→ **TASK TO COMPLETE**:
Tally up the lines below with "oops" in them. Answer with the number only.

□ □ □

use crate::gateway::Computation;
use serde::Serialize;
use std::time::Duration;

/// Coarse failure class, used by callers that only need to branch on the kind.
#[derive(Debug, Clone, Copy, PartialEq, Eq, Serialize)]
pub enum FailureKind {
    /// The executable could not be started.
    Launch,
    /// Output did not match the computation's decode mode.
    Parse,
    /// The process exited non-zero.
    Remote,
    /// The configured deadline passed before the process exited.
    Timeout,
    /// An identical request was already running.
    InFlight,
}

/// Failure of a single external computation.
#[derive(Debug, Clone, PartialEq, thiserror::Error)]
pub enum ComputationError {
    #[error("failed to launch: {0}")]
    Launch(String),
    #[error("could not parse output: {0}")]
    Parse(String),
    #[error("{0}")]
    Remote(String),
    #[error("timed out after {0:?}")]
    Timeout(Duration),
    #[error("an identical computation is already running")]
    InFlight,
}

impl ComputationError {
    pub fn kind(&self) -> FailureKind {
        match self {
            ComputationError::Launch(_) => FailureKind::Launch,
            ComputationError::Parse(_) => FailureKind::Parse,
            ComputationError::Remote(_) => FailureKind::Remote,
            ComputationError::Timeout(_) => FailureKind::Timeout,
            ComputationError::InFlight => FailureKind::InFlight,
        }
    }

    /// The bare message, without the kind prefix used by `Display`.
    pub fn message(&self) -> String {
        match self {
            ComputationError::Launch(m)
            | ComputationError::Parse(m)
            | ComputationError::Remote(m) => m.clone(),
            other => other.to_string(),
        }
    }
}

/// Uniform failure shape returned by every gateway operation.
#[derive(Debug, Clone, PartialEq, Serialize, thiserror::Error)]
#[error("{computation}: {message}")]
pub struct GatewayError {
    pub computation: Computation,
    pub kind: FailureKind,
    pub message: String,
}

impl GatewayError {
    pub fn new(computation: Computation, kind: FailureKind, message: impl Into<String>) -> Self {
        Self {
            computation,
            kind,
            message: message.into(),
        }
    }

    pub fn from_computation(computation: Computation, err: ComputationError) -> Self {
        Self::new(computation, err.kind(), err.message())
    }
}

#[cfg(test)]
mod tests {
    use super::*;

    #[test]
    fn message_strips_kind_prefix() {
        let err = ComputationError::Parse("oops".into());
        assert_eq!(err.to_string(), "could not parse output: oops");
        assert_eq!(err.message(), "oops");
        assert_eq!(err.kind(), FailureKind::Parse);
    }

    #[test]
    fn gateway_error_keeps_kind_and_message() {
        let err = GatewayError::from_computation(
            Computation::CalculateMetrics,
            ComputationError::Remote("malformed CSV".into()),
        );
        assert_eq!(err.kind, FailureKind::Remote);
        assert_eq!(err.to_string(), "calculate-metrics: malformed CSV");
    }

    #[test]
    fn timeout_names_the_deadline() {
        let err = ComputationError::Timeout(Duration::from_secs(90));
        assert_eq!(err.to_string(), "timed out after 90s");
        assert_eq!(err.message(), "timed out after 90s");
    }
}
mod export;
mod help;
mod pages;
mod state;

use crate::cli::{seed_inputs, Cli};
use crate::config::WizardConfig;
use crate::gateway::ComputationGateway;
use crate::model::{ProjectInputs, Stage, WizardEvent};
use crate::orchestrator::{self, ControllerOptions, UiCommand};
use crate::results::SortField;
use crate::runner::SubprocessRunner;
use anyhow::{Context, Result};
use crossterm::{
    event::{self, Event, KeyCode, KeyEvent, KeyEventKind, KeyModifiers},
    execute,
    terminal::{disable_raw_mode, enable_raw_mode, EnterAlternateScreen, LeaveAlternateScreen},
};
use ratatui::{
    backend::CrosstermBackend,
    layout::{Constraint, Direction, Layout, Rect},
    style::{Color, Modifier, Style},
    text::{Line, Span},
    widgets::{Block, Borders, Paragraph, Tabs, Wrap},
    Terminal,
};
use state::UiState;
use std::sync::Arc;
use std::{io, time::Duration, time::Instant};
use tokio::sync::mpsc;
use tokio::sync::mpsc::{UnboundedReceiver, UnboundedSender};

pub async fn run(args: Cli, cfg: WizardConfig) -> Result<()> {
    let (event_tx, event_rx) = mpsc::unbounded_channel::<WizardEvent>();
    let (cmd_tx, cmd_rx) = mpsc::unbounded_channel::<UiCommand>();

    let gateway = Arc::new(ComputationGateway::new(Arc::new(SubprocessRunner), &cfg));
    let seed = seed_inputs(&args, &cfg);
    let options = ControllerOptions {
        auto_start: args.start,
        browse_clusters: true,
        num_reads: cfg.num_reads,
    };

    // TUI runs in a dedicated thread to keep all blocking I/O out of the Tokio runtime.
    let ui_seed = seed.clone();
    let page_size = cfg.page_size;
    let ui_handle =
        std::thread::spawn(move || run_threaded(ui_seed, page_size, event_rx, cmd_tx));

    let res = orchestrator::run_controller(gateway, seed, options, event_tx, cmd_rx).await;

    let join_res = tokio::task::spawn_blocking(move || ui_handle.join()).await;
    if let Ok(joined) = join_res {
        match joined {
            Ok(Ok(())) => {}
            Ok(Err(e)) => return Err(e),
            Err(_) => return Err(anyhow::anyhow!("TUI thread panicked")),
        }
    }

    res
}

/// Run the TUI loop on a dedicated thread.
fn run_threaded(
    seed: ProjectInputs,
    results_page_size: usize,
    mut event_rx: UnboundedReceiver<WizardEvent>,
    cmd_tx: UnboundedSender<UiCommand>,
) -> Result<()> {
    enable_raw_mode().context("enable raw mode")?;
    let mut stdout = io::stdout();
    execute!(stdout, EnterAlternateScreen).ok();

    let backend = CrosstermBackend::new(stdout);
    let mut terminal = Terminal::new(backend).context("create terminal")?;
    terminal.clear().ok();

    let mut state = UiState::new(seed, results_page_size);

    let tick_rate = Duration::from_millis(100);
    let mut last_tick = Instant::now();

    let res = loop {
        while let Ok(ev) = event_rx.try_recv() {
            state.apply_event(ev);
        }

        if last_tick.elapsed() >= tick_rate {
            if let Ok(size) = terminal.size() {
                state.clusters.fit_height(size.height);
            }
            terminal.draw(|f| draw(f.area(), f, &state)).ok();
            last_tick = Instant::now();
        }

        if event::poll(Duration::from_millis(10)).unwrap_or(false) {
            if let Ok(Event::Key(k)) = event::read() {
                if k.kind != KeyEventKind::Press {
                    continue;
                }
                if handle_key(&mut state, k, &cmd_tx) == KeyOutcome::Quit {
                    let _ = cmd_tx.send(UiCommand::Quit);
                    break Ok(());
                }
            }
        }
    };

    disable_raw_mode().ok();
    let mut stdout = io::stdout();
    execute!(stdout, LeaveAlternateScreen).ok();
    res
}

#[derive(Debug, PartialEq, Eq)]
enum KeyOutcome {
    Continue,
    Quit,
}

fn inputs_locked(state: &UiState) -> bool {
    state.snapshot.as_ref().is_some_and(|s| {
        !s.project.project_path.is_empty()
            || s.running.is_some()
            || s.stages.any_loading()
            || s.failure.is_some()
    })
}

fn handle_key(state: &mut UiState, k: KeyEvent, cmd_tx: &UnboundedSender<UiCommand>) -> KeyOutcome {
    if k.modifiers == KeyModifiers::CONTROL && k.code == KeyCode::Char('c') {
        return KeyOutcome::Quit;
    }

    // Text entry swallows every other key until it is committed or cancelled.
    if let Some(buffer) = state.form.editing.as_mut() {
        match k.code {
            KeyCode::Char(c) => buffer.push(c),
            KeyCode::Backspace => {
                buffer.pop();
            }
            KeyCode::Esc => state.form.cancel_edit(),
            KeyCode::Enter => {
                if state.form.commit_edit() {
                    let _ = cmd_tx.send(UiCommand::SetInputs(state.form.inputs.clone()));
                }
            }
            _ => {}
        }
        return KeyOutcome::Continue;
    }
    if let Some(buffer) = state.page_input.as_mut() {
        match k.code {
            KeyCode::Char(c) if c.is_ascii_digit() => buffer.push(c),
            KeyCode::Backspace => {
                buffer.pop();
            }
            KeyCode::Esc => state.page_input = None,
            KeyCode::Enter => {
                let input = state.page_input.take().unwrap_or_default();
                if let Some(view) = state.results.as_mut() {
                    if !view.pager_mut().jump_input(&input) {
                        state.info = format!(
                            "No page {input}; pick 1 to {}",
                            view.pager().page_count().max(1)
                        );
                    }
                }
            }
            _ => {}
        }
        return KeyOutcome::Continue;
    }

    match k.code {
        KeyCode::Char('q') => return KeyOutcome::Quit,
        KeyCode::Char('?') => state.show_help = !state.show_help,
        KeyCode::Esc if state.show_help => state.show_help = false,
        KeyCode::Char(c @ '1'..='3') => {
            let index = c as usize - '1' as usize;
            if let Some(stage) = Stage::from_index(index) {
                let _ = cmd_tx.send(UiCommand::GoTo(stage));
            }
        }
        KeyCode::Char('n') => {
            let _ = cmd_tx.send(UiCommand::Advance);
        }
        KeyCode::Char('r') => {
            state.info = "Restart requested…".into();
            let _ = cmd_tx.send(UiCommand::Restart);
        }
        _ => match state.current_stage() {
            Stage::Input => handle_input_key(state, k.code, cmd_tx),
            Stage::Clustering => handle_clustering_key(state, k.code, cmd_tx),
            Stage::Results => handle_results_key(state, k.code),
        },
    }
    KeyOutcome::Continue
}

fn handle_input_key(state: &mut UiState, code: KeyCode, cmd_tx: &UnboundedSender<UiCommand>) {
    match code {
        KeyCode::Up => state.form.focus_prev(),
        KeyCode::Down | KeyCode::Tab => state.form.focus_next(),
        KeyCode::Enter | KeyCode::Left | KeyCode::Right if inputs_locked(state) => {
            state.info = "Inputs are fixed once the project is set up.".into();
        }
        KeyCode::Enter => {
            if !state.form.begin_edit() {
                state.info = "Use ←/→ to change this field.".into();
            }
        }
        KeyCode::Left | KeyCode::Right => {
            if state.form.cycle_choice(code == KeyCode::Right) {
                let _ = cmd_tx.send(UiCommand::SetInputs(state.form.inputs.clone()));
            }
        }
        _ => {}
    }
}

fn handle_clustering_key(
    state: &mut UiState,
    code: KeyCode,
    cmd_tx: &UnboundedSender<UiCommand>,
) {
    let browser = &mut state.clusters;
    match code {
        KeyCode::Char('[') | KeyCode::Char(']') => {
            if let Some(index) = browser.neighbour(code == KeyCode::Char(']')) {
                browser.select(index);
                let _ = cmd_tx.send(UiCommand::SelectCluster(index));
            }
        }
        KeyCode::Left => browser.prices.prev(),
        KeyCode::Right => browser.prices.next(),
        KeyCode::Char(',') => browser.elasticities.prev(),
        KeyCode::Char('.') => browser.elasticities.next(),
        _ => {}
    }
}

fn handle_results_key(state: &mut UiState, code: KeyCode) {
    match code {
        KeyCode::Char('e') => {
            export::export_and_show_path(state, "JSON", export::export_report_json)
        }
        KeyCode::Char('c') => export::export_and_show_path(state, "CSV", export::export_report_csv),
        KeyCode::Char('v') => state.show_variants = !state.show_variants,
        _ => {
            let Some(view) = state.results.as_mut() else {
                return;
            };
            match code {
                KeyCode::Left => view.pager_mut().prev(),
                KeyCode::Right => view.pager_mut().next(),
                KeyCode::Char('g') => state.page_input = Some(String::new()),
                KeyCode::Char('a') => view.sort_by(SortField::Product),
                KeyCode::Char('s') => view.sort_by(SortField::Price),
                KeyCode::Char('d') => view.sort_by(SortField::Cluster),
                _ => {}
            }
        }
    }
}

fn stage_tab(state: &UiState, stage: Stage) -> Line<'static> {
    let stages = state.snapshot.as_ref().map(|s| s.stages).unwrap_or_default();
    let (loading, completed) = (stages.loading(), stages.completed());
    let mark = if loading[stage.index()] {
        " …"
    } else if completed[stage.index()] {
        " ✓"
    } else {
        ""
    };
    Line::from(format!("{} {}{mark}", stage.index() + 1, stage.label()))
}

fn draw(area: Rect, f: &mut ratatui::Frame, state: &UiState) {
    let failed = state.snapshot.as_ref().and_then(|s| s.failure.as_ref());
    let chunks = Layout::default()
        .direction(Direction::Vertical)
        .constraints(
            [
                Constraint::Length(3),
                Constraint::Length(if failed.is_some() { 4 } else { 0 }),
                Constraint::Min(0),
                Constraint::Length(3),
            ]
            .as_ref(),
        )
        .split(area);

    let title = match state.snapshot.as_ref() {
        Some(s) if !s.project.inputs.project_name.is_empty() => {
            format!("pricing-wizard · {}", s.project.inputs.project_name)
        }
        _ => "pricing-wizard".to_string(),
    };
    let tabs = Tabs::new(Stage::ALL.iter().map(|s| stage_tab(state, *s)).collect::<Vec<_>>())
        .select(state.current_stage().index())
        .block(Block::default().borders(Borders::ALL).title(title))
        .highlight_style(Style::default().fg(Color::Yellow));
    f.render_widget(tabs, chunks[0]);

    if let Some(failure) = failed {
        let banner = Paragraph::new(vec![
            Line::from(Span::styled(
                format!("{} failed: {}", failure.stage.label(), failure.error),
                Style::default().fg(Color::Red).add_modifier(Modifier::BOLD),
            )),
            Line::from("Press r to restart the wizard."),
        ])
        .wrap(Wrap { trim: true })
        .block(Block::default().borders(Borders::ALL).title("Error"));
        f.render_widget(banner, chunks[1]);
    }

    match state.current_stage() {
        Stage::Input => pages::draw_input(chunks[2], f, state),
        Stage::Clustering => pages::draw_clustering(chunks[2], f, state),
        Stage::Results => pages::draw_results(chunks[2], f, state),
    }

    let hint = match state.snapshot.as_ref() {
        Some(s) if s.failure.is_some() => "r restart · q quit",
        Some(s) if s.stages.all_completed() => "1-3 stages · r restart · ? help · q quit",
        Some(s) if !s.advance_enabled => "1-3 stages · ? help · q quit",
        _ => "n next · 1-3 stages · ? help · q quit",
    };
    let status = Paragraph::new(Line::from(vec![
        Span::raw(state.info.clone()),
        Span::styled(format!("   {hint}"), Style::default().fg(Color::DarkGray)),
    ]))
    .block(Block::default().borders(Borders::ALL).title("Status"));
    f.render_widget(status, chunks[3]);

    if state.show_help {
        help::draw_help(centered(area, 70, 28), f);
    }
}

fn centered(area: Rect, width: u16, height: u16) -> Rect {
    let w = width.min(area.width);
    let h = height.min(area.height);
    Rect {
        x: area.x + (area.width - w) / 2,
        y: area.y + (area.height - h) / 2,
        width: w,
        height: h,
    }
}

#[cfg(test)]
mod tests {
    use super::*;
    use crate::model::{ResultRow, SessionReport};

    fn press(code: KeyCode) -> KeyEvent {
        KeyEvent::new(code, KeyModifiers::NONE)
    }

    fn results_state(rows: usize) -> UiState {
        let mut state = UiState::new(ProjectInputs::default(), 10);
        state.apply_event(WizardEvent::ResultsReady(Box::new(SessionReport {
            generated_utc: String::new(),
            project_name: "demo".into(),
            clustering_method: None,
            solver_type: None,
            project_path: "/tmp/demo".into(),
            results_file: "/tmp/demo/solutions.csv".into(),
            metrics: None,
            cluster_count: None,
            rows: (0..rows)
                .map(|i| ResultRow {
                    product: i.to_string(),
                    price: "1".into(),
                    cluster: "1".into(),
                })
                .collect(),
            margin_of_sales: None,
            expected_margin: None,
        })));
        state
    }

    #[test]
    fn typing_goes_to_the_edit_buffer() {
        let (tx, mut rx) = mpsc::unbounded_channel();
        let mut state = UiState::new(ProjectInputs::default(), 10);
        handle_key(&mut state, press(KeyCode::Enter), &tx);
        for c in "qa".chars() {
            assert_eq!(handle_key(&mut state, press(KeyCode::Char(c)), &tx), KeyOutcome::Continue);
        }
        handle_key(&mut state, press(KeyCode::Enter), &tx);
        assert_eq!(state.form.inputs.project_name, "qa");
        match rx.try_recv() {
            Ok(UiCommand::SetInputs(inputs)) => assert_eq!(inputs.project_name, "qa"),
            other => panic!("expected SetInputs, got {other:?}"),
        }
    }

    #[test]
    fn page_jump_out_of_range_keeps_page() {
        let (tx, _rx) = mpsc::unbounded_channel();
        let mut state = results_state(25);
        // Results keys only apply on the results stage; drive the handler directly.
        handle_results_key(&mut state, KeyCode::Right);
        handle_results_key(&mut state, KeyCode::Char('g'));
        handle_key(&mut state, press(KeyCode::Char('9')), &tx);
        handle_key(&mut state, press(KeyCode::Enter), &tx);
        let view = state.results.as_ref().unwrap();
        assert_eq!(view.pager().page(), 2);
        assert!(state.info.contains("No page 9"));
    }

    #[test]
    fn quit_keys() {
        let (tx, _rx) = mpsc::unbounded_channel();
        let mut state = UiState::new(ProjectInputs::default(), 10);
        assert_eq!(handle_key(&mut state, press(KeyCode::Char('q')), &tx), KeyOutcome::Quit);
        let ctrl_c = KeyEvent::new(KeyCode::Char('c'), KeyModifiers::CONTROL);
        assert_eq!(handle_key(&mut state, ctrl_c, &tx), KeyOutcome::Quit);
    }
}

□ □ □

→ **EXERCISE RESPONSE**:
3